[Saved data entries]
+--
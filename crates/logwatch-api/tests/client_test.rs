#![allow(clippy::unwrap_used)]
// Integration tests for `ApiClient` using wiremock.

use pretty_assertions::assert_eq;
use serde_json::json;
use wiremock::matchers::{body_json, method, path, query_param};
use wiremock::{Mock, MockServer, ResponseTemplate};

use logwatch_api::{ApiClient, ContainerStatus, Error, ErrorQuery, ErrorStatus, Severity};

// ── Helpers ─────────────────────────────────────────────────────────

async fn setup() -> (MockServer, ApiClient) {
    let server = MockServer::start().await;
    let client = ApiClient::with_client(reqwest::Client::new(), &server.uri()).unwrap();
    (server, client)
}

fn error_json(id: i64, status: &str) -> serde_json::Value {
    json!({
        "id": id,
        "timestamp": "2024-06-15T10:30:00.123456",
        "container_name": "web",
        "error_type": "ConnectionError",
        "error_message": "upstream connect error",
        "log_content": "line 1\nline 2",
        "severity": "critical",
        "ai_analysis": null,
        "ai_solution": null,
        "status": status
    })
}

// ── Error list ──────────────────────────────────────────────────────

#[tokio::test]
async fn test_list_errors_sends_all_filter_params() {
    let (server, client) = setup().await;

    Mock::given(method("GET"))
        .and(path("/api/errors"))
        .and(query_param("page", "2"))
        .and(query_param("per_page", "20"))
        .and(query_param("search", "timeout"))
        .and(query_param("status", ""))
        .and(query_param("severity", "critical"))
        .and(query_param("container", ""))
        .respond_with(ResponseTemplate::new(200).set_body_json(json!({
            "errors": [error_json(41, "new")],
            "total": 21,
            "pages": 2,
            "current_page": 2
        })))
        .expect(1)
        .mount(&server)
        .await;

    let query = ErrorQuery {
        page: 2,
        search: "timeout".into(),
        severity: Some(Severity::Critical),
        ..ErrorQuery::default()
    };
    let page = client.list_errors(&query).await.unwrap();

    assert_eq!(page.pages, 2);
    assert_eq!(page.total, 21);
    assert_eq!(page.errors.len(), 1);
    assert_eq!(page.errors[0].id, 41);
    assert_eq!(page.errors[0].severity, Some(Severity::Critical));
    assert_eq!(page.errors[0].status, ErrorStatus::New);
}

#[tokio::test]
async fn test_list_recent_errors_only_sends_limit() {
    let (server, client) = setup().await;

    Mock::given(method("GET"))
        .and(path("/api/errors"))
        .and(query_param("per_page", "5"))
        .respond_with(ResponseTemplate::new(200).set_body_json(json!({
            "errors": [error_json(1, "resolved"), error_json(2, "investigating")],
            "pages": 1
        })))
        .mount(&server)
        .await;

    let errors = client.list_recent_errors(5).await.unwrap();

    assert_eq!(errors.len(), 2);
    assert_eq!(errors[0].status, ErrorStatus::Resolved);
    assert_eq!(errors[1].status, ErrorStatus::Investigating);
}

#[tokio::test]
async fn test_get_error_detail() {
    let (server, client) = setup().await;

    Mock::given(method("GET"))
        .and(path("/api/errors/41"))
        .respond_with(ResponseTemplate::new(200).set_body_json(error_json(41, "new")))
        .mount(&server)
        .await;

    let error = client.get_error(41).await.unwrap();

    assert_eq!(error.container_name, "web");
    assert_eq!(error.log_content.as_deref(), Some("line 1\nline 2"));
    assert_eq!(error.ai_analysis, None);
}

// ── Status update ───────────────────────────────────────────────────

#[tokio::test]
async fn test_update_error_status_sends_body() {
    let (server, client) = setup().await;

    Mock::given(method("PUT"))
        .and(path("/api/errors/41/status"))
        .and(body_json(json!({ "status": "resolved" })))
        .respond_with(ResponseTemplate::new(200).set_body_json(json!({
            "success": true,
            "error": error_json(41, "resolved")
        })))
        .expect(1)
        .mount(&server)
        .await;

    client
        .update_error_status(41, ErrorStatus::Resolved)
        .await
        .unwrap();
}

#[tokio::test]
async fn test_update_error_status_not_found() {
    let (server, client) = setup().await;

    Mock::given(method("PUT"))
        .and(path("/api/errors/999/status"))
        .respond_with(ResponseTemplate::new(404).set_body_string("Not Found"))
        .mount(&server)
        .await;

    let result = client.update_error_status(999, ErrorStatus::New).await;

    let err = result.unwrap_err();
    assert!(
        matches!(err, Error::Api { status: 404, .. }),
        "expected 404 Api error, got: {err:?}"
    );
    assert!(err.is_not_found());
}

// ── Containers ──────────────────────────────────────────────────────

#[tokio::test]
async fn test_list_containers_and_logs() {
    let (server, client) = setup().await;

    Mock::given(method("GET"))
        .and(path("/api/containers"))
        .respond_with(ResponseTemplate::new(200).set_body_json(json!({
            "containers": [
                {"id": "0123456789ab", "name": "web", "status": "running",
                 "image": "nginx:1.27", "created": "2024-06-01T00:00:00Z"},
                {"id": "ba9876543210", "name": "batch", "status": "exited",
                 "image": "unknown", "created": "2024-06-02T00:00:00Z"}
            ]
        })))
        .mount(&server)
        .await;

    Mock::given(method("GET"))
        .and(path("/api/containers/0123456789ab/logs"))
        .respond_with(
            ResponseTemplate::new(200).set_body_json(json!({ "logs": "started\nready\n" })),
        )
        .mount(&server)
        .await;

    let containers = client.list_containers().await.unwrap();
    assert_eq!(containers.len(), 2);
    assert_eq!(containers[0].status, ContainerStatus::Running);
    assert_eq!(containers[1].status, ContainerStatus::Exited);

    let logs = client.container_logs("0123456789ab").await.unwrap();
    assert_eq!(logs, "started\nready\n");
}

#[tokio::test]
async fn test_backend_error_message_is_surfaced() {
    let (server, client) = setup().await;

    Mock::given(method("GET"))
        .and(path("/api/containers"))
        .respond_with(
            ResponseTemplate::new(500)
                .set_body_json(json!({ "error": "Cannot connect to the Docker daemon" })),
        )
        .mount(&server)
        .await;

    let result = client.list_containers().await;

    let err = result.unwrap_err();
    assert!(err.is_transient());
    match err {
        Error::Api { message, status } => {
            assert_eq!(status, 500);
            assert!(message.contains("Docker daemon"), "got: {message}");
        }
        other => panic!("expected Api error, got: {other:?}"),
    }
}

// ── Stats / config / monitor ────────────────────────────────────────

#[tokio::test]
async fn test_get_stats() {
    let (server, client) = setup().await;

    Mock::given(method("GET"))
        .and(path("/api/stats"))
        .respond_with(ResponseTemplate::new(200).set_body_json(json!({
            "total_errors": 120,
            "today_errors": 8,
            "unresolved": 30,
            "critical_errors": 4,
            "containers": [{"name": "web", "count": 90}, {"name": "db", "count": 30}],
            "error_types": [{"type": "Timeout", "count": 70}],
            "daily_trend": [{"date": "2024-06-14", "count": 5}, {"date": "2024-06-15", "count": 8}]
        })))
        .mount(&server)
        .await;

    let stats = client.get_stats().await.unwrap();

    assert_eq!(stats.total_errors, 120);
    assert_eq!(stats.critical_errors, 4);
    assert_eq!(stats.containers[1].name, "db");
    assert_eq!(stats.daily_trend[1].count, 8);
}

#[tokio::test]
async fn test_config_round_trip() {
    let (server, client) = setup().await;

    let config = json!({ "docker": { "containers": ["web"] }, "ai": { "enabled": true } });

    Mock::given(method("GET"))
        .and(path("/api/config"))
        .respond_with(ResponseTemplate::new(200).set_body_json(json!({ "config": config })))
        .mount(&server)
        .await;

    Mock::given(method("PUT"))
        .and(path("/api/config"))
        .and(body_json(json!({ "config": config })))
        .respond_with(
            ResponseTemplate::new(200).set_body_json(json!({ "success": true, "message": "ok" })),
        )
        .expect(1)
        .mount(&server)
        .await;

    let fetched = client.get_config().await.unwrap();
    assert_eq!(fetched, config);
    client.update_config(fetched).await.unwrap();
}

#[tokio::test]
async fn test_monitor_status() {
    let (server, client) = setup().await;

    Mock::given(method("GET"))
        .and(path("/api/monitor/status"))
        .respond_with(ResponseTemplate::new(200).set_body_json(json!({
            "running": true, "uptime": "2h 15m", "last_check": "2024-06-15T10:30:00"
        })))
        .mount(&server)
        .await;

    let status = client.monitor_status().await.unwrap();
    assert!(status.running);
    assert_eq!(status.uptime.as_deref(), Some("2h 15m"));
}

#[tokio::test]
async fn test_malformed_body_is_deserialization_error() {
    let (server, client) = setup().await;

    Mock::given(method("GET"))
        .and(path("/api/stats"))
        .respond_with(ResponseTemplate::new(200).set_body_string("<html>proxy error</html>"))
        .mount(&server)
        .await;

    let result = client.get_stats().await;

    match result {
        Err(Error::Deserialization { body, .. }) => {
            assert!(body.contains("proxy error"));
        }
        other => panic!("expected Deserialization error, got: {other:?}"),
    }
}

#[tokio::test]
async fn test_connection_refused_is_transport_error() {
    // Port 1 (tcpmux) is never bound on test machines.
    let client = ApiClient::with_client(reqwest::Client::new(), "http://127.0.0.1:1").unwrap();

    let result = client.get_stats().await;

    assert!(
        matches!(result, Err(Error::Transport(_))),
        "expected Transport error, got: {result:?}"
    );
}
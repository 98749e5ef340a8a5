mod auth;
mod challenge;
mod client_data;
mod register;
mod registry;
#[cfg(test)]
pub(crate) mod test_utils;
mod utils;
mod verifier;

pub use challenge::ChallengeIssuer;
pub use registry::CredentialRegistry;
pub use verifier::{NoSignatureCheck, ResponseVerifier};
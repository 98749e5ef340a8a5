use std::future::Future;
use std::time::Duration;

use crate::config::RelyingPartyConfig;
use crate::u2f::{
    AuthenticateResponse, AuthenticationRequest, ChallengeIssuer, CredentialRegistry, KeyHandle,
    OperationKind, RegisterResponse, RegistrationRequest, Username,
};

use super::errors::CoordinationError;
use super::signer::{Signer, SignerError};

/// The relying party: constructed once at startup and passed to whatever
/// handles ceremonies.
///
/// Composes the stateless [`ChallengeIssuer`] with the [`CredentialRegistry`]
/// and records every issued challenge so the matching finalize call can
/// consume it.
pub struct RelyingParty {
    config: RelyingPartyConfig,
    issuer: ChallengeIssuer,
    registry: CredentialRegistry,
}

impl RelyingParty {
    /// Relying party with in-memory stores.
    pub fn new(config: RelyingPartyConfig) -> Result<Self, CoordinationError> {
        let registry = CredentialRegistry::new(&config)?;
        Self::with_registry(config, registry)
    }

    pub fn with_registry(
        config: RelyingPartyConfig,
        registry: CredentialRegistry,
    ) -> Result<Self, CoordinationError> {
        config.validate()?;
        let issuer = ChallengeIssuer::new(config.app_id.clone(), config.facet_id.clone());
        tracing::info!(
            "Relying party ready (app id: {}, facet id: {})",
            config.app_id.as_str(),
            config.facet_id.as_str()
        );
        Ok(Self {
            config,
            issuer,
            registry,
        })
    }

    pub fn config(&self) -> &RelyingPartyConfig {
        &self.config
    }

    pub fn issuer(&self) -> &ChallengeIssuer {
        &self.issuer
    }

    pub fn registry(&self) -> &CredentialRegistry {
        &self.registry
    }

    pub async fn start_registration(
        &self,
        username: &Username,
    ) -> Result<RegistrationRequest, CoordinationError> {
        let request = self.issuer.issue_registration_request(username)?;
        self.registry
            .record_pending_challenge(username, OperationKind::Registration, &request.challenge)
            .await?;
        Ok(request)
    }

    pub async fn finish_registration(
        &self,
        username: &Username,
        response: &RegisterResponse,
    ) -> Result<(), CoordinationError> {
        self.registry
            .finalize_registration(username, response)
            .await?;
        Ok(())
    }

    /// Fails with `UnknownIdentity` when `username` has nothing enrolled.
    pub async fn start_authentication(
        &self,
        username: &Username,
    ) -> Result<AuthenticationRequest, CoordinationError> {
        let key_handle = self.registry.lookup_credential_handle(username).await?;
        let request = self
            .issuer
            .issue_authentication_request(username, Some(key_handle))?;
        self.registry
            .record_pending_challenge(
                username,
                OperationKind::Authentication,
                &request.challenge,
            )
            .await?;
        Ok(request)
    }

    pub async fn finish_authentication(
        &self,
        username: &Username,
        response: &AuthenticateResponse,
    ) -> Result<(), CoordinationError> {
        self.registry
            .finalize_authentication(username, response)
            .await?;
        Ok(())
    }

    pub async fn lookup_credential_handle(
        &self,
        username: &Username,
    ) -> Result<KeyHandle, CoordinationError> {
        Ok(self.registry.lookup_credential_handle(username).await?)
    }

    /// Runs a complete registration ceremony against `signer`.
    pub async fn register_with<S>(
        &self,
        signer: &S,
        username: &Username,
    ) -> Result<(), CoordinationError>
    where
        S: Signer + ?Sized,
    {
        let request = self.start_registration(username).await?;
        let response = self
            .call_signer(username, OperationKind::Registration, signer.register(&request))
            .await?;
        self.finish_registration(username, &response).await
    }

    /// Runs a complete authentication ceremony against `signer`.
    pub async fn authenticate_with<S>(
        &self,
        signer: &S,
        username: &Username,
    ) -> Result<(), CoordinationError>
    where
        S: Signer + ?Sized,
    {
        let request = self.start_authentication(username).await?;
        let response = self
            .call_signer(
                username,
                OperationKind::Authentication,
                signer.authenticate(&request),
            )
            .await?;
        self.finish_authentication(username, &response).await
    }

    /// Awaits the signer within `signer_timeout`. On failure the pending
    /// challenge is dropped and the registry is left untouched.
    async fn call_signer<T, F>(
        &self,
        username: &Username,
        kind: OperationKind,
        call: F,
    ) -> Result<T, CoordinationError>
    where
        F: Future<Output = Result<T, SignerError>>,
    {
        let timeout: Duration = self.config.signer_timeout;
        let failure = match tokio::time::timeout(timeout, call).await {
            Ok(Ok(response)) => return Ok(response),
            Ok(Err(e)) => CoordinationError::SignerFailure(e.to_string()),
            Err(_) => CoordinationError::SignerFailure(format!(
                "No {kind} response within {timeout:?}"
            )),
        };

        self.registry
            .discard_pending_challenge(username, kind)
            .await?;
        Err(failure.log())
    }
}
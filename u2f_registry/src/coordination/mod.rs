mod ceremony;
mod errors;
mod signer;
mod software_signer;

pub use ceremony::RelyingParty;
pub use errors::CoordinationError;
pub use signer::{Signer, SignerError};
pub use software_signer::SoftwareSigner;
use chrono::Utc;
use std::sync::Arc;

use crate::config::RelyingPartyConfig;
use crate::u2f::errors::U2fError;
use crate::u2f::storage::{
    CredentialStore, InMemoryCredentialStore, InMemoryPendingChallengeStore,
    PendingChallengeStore,
};
use crate::u2f::types::{
    AppId, Challenge, EnrolledCredential, KeyHandle, OperationKind, PendingChallenge, Username,
};

use super::verifier::{NoSignatureCheck, ResponseVerifier};

/// Owns the identity → credential mapping and finalizes both ceremonies.
///
/// Each identity is either unenrolled (no entry) or enrolled with exactly one
/// credential. A successful registration moves it to enrolled, overwriting any
/// previous credential; authentication never changes it.
pub struct CredentialRegistry {
    pub(super) app_id: AppId,
    pub(super) credentials: Arc<dyn CredentialStore>,
    pub(super) pending: Arc<dyn PendingChallengeStore>,
    pub(super) verifier: Arc<dyn ResponseVerifier>,
    pub(super) challenge_timeout: chrono::Duration,
    pub(super) enforce_challenge: bool,
}

impl CredentialRegistry {
    /// Registry backed by in-memory stores, without signature checks.
    pub fn new(config: &RelyingPartyConfig) -> Result<Self, U2fError> {
        Self::with_stores(
            config,
            Arc::new(InMemoryCredentialStore::new()),
            Arc::new(InMemoryPendingChallengeStore::new()),
            Arc::new(NoSignatureCheck),
        )
    }

    pub fn with_stores(
        config: &RelyingPartyConfig,
        credentials: Arc<dyn CredentialStore>,
        pending: Arc<dyn PendingChallengeStore>,
        verifier: Arc<dyn ResponseVerifier>,
    ) -> Result<Self, U2fError> {
        let challenge_timeout = chrono::Duration::from_std(config.challenge_timeout)
            .map_err(|e| U2fError::Config(format!("challenge timeout out of range: {e}")))?;

        if !config.enforce_challenge {
            tracing::warn!("Challenge binding is disabled; signed challenges are not checked");
        }

        Ok(Self {
            app_id: config.app_id.clone(),
            credentials,
            pending,
            verifier,
            challenge_timeout,
            enforce_challenge: config.enforce_challenge,
        })
    }

    pub async fn lookup_credential_handle(&self, username: &Username) -> Result<KeyHandle, U2fError> {
        self.credentials
            .get(username)
            .await?
            .map(|credential| credential.key_handle)
            .ok_or_else(|| {
                U2fError::UnknownIdentity(format!("No credential enrolled for {username}"))
            })
    }

    pub async fn get_credential(
        &self,
        username: &Username,
    ) -> Result<Option<EnrolledCredential>, U2fError> {
        self.credentials.get(username).await
    }

    pub async fn enrolled_count(&self) -> Result<usize, U2fError> {
        self.credentials.count().await
    }

    /// Remembers `challenge` as the one the next finalize call for
    /// (`username`, `kind`) must present.
    pub async fn record_pending_challenge(
        &self,
        username: &Username,
        kind: OperationKind,
        challenge: &Challenge,
    ) -> Result<PendingChallenge, U2fError> {
        let issued_at = Utc::now();
        let pending = PendingChallenge {
            username: username.clone(),
            kind,
            challenge: challenge.clone(),
            issued_at,
            expires_at: issued_at + self.challenge_timeout,
        };
        self.pending.put(pending.clone()).await?;
        tracing::debug!(
            "Recorded pending {} challenge for {}, expires at {}",
            kind,
            username,
            pending.expires_at
        );
        Ok(pending)
    }

    /// Drops the pending challenge of an abandoned ceremony.
    pub async fn discard_pending_challenge(
        &self,
        username: &Username,
        kind: OperationKind,
    ) -> Result<(), U2fError> {
        if self.pending.take(username, kind).await?.is_some() {
            tracing::debug!("Discarded pending {} challenge for {}", kind, username);
        }
        Ok(())
    }
}
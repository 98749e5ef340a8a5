use base64::{Engine as _, engine::general_purpose::URL_SAFE_NO_PAD};
use ring::rand::SecureRandom;

pub fn base64url_decode(input: &str) -> Result<Vec<u8>, UtilError> {
    let decoded = URL_SAFE_NO_PAD
        .decode(input)
        .map_err(|_| UtilError::Format("Failed to decode base64url".to_string()))?;
    Ok(decoded)
}

pub fn base64url_encode(input: &[u8]) -> String {
    URL_SAFE_NO_PAD.encode(input)
}

/// Fills a buffer of `len` bytes from the system CSPRNG.
pub(crate) fn gen_random_bytes(
    rng: &ring::rand::SystemRandom,
    len: usize,
) -> Result<Vec<u8>, UtilError> {
    let mut buf = vec![0u8; len];
    rng.fill(&mut buf)
        .map_err(|_| UtilError::Crypto("Failed to generate random bytes".to_string()))?;
    Ok(buf)
}

const OID_ECDSA_WITH_SHA256: &[u8] = &[0x2a, 0x86, 0x48, 0xce, 0x3d, 0x04, 0x03, 0x02];
const OID_EC_PUBLIC_KEY: &[u8] = &[0x2a, 0x86, 0x48, 0xce, 0x3d, 0x02, 0x01];
const OID_PRIME256V1: &[u8] = &[0x2a, 0x86, 0x48, 0xce, 0x3d, 0x03, 0x01, 0x07];
const OID_COMMON_NAME: &[u8] = &[0x55, 0x04, 0x03];

/// DER tag-length-value with minimal length encoding
fn der_tlv(tag: u8, content: &[u8]) -> Vec<u8> {
    let mut out = vec![tag];
    let len = content.len();
    if len < 0x80 {
        out.push(len as u8);
    } else {
        let len_bytes = len.to_be_bytes();
        let skip = len_bytes.iter().take_while(|b| **b == 0).count();
        out.push(0x80 | (len_bytes.len() - skip) as u8);
        out.extend_from_slice(&len_bytes[skip..]);
    }
    out.extend_from_slice(content);
    out
}

fn der_sequence(parts: &[Vec<u8>]) -> Vec<u8> {
    der_tlv(0x30, &parts.concat())
}

/// Builds a self-issued X.509 v3 certificate for a P-256 `public_key`
/// (uncompressed point). `sign` receives the DER TBSCertificate and returns the
/// ASN.1 ECDSA signature over it.
pub(crate) fn build_p256_certificate(
    common_name: &str,
    public_key: &[u8],
    sign: impl FnOnce(&[u8]) -> Result<Vec<u8>, UtilError>,
) -> Result<Vec<u8>, UtilError> {
    let signature_algorithm = der_sequence(&[der_tlv(0x06, OID_ECDSA_WITH_SHA256)]);
    let name = der_sequence(&[der_tlv(
        0x31,
        &der_sequence(&[
            der_tlv(0x06, OID_COMMON_NAME),
            der_tlv(0x0c, common_name.as_bytes()),
        ]),
    )]);
    let validity = der_sequence(&[
        der_tlv(0x17, b"240101000000Z"),
        der_tlv(0x17, b"491231235959Z"),
    ]);

    let mut key_bits = vec![0x00];
    key_bits.extend_from_slice(public_key);
    let subject_public_key_info = der_sequence(&[
        der_sequence(&[
            der_tlv(0x06, OID_EC_PUBLIC_KEY),
            der_tlv(0x06, OID_PRIME256V1),
        ]),
        der_tlv(0x03, &key_bits),
    ]);

    let tbs_certificate = der_sequence(&[
        der_tlv(0xa0, &der_tlv(0x02, &[0x02])),
        der_tlv(0x02, &[0x01]),
        signature_algorithm.clone(),
        name.clone(),
        validity,
        name,
        subject_public_key_info,
    ]);

    let mut signature_bits = vec![0x00];
    signature_bits.extend(sign(&tbs_certificate)?);

    Ok(der_sequence(&[
        tbs_certificate,
        signature_algorithm,
        der_tlv(0x03, &signature_bits),
    ]))
}

use thiserror::Error;

#[derive(Debug, Error, Clone)]
pub enum UtilError {
    #[error("Crypto error: {0}")]
    Crypto(String),

    #[error("Invalid format: {0}")]
    Format(String),
}
use thiserror::Error;

use crate::utils::UtilError;

/// Errors that can occur while issuing challenges or finalizing U2F ceremonies.
///
/// Every variant is terminal for the ceremony attempt that produced it. Callers
/// are expected to start over with a fresh challenge.
#[derive(Debug, Error)]
pub enum U2fError {
    /// No credential is enrolled for the identity
    #[error("Unknown identity: {0}")]
    UnknownIdentity(String),

    /// The signed response could not be parsed into its expected fields
    #[error("Malformed response: {0}")]
    MalformedResponse(String),

    /// No challenge is pending for the identity and operation
    #[error("Challenge not found: {0}")]
    ChallengeNotFound(String),

    /// The pending challenge outlived its timeout
    #[error("Challenge expired: {0}")]
    ChallengeExpired(String),

    /// The challenge signed by the client differs from the one issued
    #[error("Challenge mismatch: {0}")]
    ChallengeMismatch(String),

    /// A response verifier rejected the response
    #[error("Verification error: {0}")]
    Verification(String),

    /// Error accessing or modifying stored credentials or challenges
    #[error("Storage error: {0}")]
    Storage(String),

    /// Error in cryptographic operations (e.g., random generation)
    #[error("Crypto error: {0}")]
    Crypto(String),

    /// Error related to relying party configuration
    #[error("Configuration error: {0}")]
    Config(String),

    /// Error from utility operations
    #[error("Utils error: {0}")]
    Utils(#[from] UtilError),
}

impl U2fError {
    /// True for the errors a caller should present as "this user has no security key".
    pub fn is_unknown_identity(&self) -> bool {
        matches!(self, Self::UnknownIdentity(_))
    }

    /// True for any failure to bind the response to an issued challenge.
    pub fn is_challenge_error(&self) -> bool {
        matches!(
            self,
            Self::ChallengeNotFound(_) | Self::ChallengeExpired(_) | Self::ChallengeMismatch(_)
        )
    }
}
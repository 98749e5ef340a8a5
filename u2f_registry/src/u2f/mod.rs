mod errors;
mod main;
mod storage;
mod types;

pub use errors::U2fError;

pub use main::{ChallengeIssuer, CredentialRegistry, NoSignatureCheck, ResponseVerifier};

pub use storage::{
    CredentialStore, InMemoryCredentialStore, InMemoryPendingChallengeStore,
    PendingChallengeStore,
};

pub use types::{
    AppId, AuthenticateResponse, AuthenticationRequest, Challenge, ClientData, EnrolledCredential,
    FacetId, KeyHandle, OperationKind, ParsedAuthenticateResponse, ParsedRegisterResponse,
    PendingChallenge, RegisterResponse, RegistrationRequest, U2F_VERSION, Username,
};

#[cfg(test)]
pub(crate) use main::test_utils;
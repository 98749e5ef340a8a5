use crate::u2f::errors::U2fError;
use crate::u2f::types::{Challenge, ClientData, OperationKind};
use crate::utils::base64url_decode;

impl ClientData {
    pub(super) fn from_base64(client_data: &str) -> Result<Self, U2fError> {
        let raw = base64url_decode(client_data)
            .map_err(|e| U2fError::MalformedResponse(format!("clientData: {e}")))?;

        let data: serde_json::Value = serde_json::from_slice(&raw)
            .map_err(|e| U2fError::MalformedResponse(format!("clientData: invalid JSON: {e}")))?;

        let field = |name: &str| {
            data[name]
                .as_str()
                .map(|s| s.to_string())
                .ok_or_else(|| U2fError::MalformedResponse(format!("clientData: missing {name}")))
        };

        Ok(Self {
            typ: field("typ")?,
            challenge: Challenge::new(field("challenge")?),
            origin: field("origin")?,
            raw,
        })
    }

    /// Rejects client data produced for the other ceremony.
    pub(super) fn expect_type(&self, kind: OperationKind) -> Result<(), U2fError> {
        if self.typ != kind.client_data_type() {
            return Err(U2fError::MalformedResponse(format!(
                "clientData: expected typ {}, got {}",
                kind.client_data_type(),
                self.typ
            )));
        }
        Ok(())
    }
}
+--
Exercise —
Repeat only the lines running from the line that contains "if self.typ != kind.client_data_type()" through the last line above, inclusive.

Result —
        if self.typ != kind.client_data_type() {
            return Err(U2fError::MalformedResponse(format!(
                "clientData: expected typ {}, got {}",
                kind.client_data_type(),
                self.typ
            )));
        }
        Ok(())
    }
}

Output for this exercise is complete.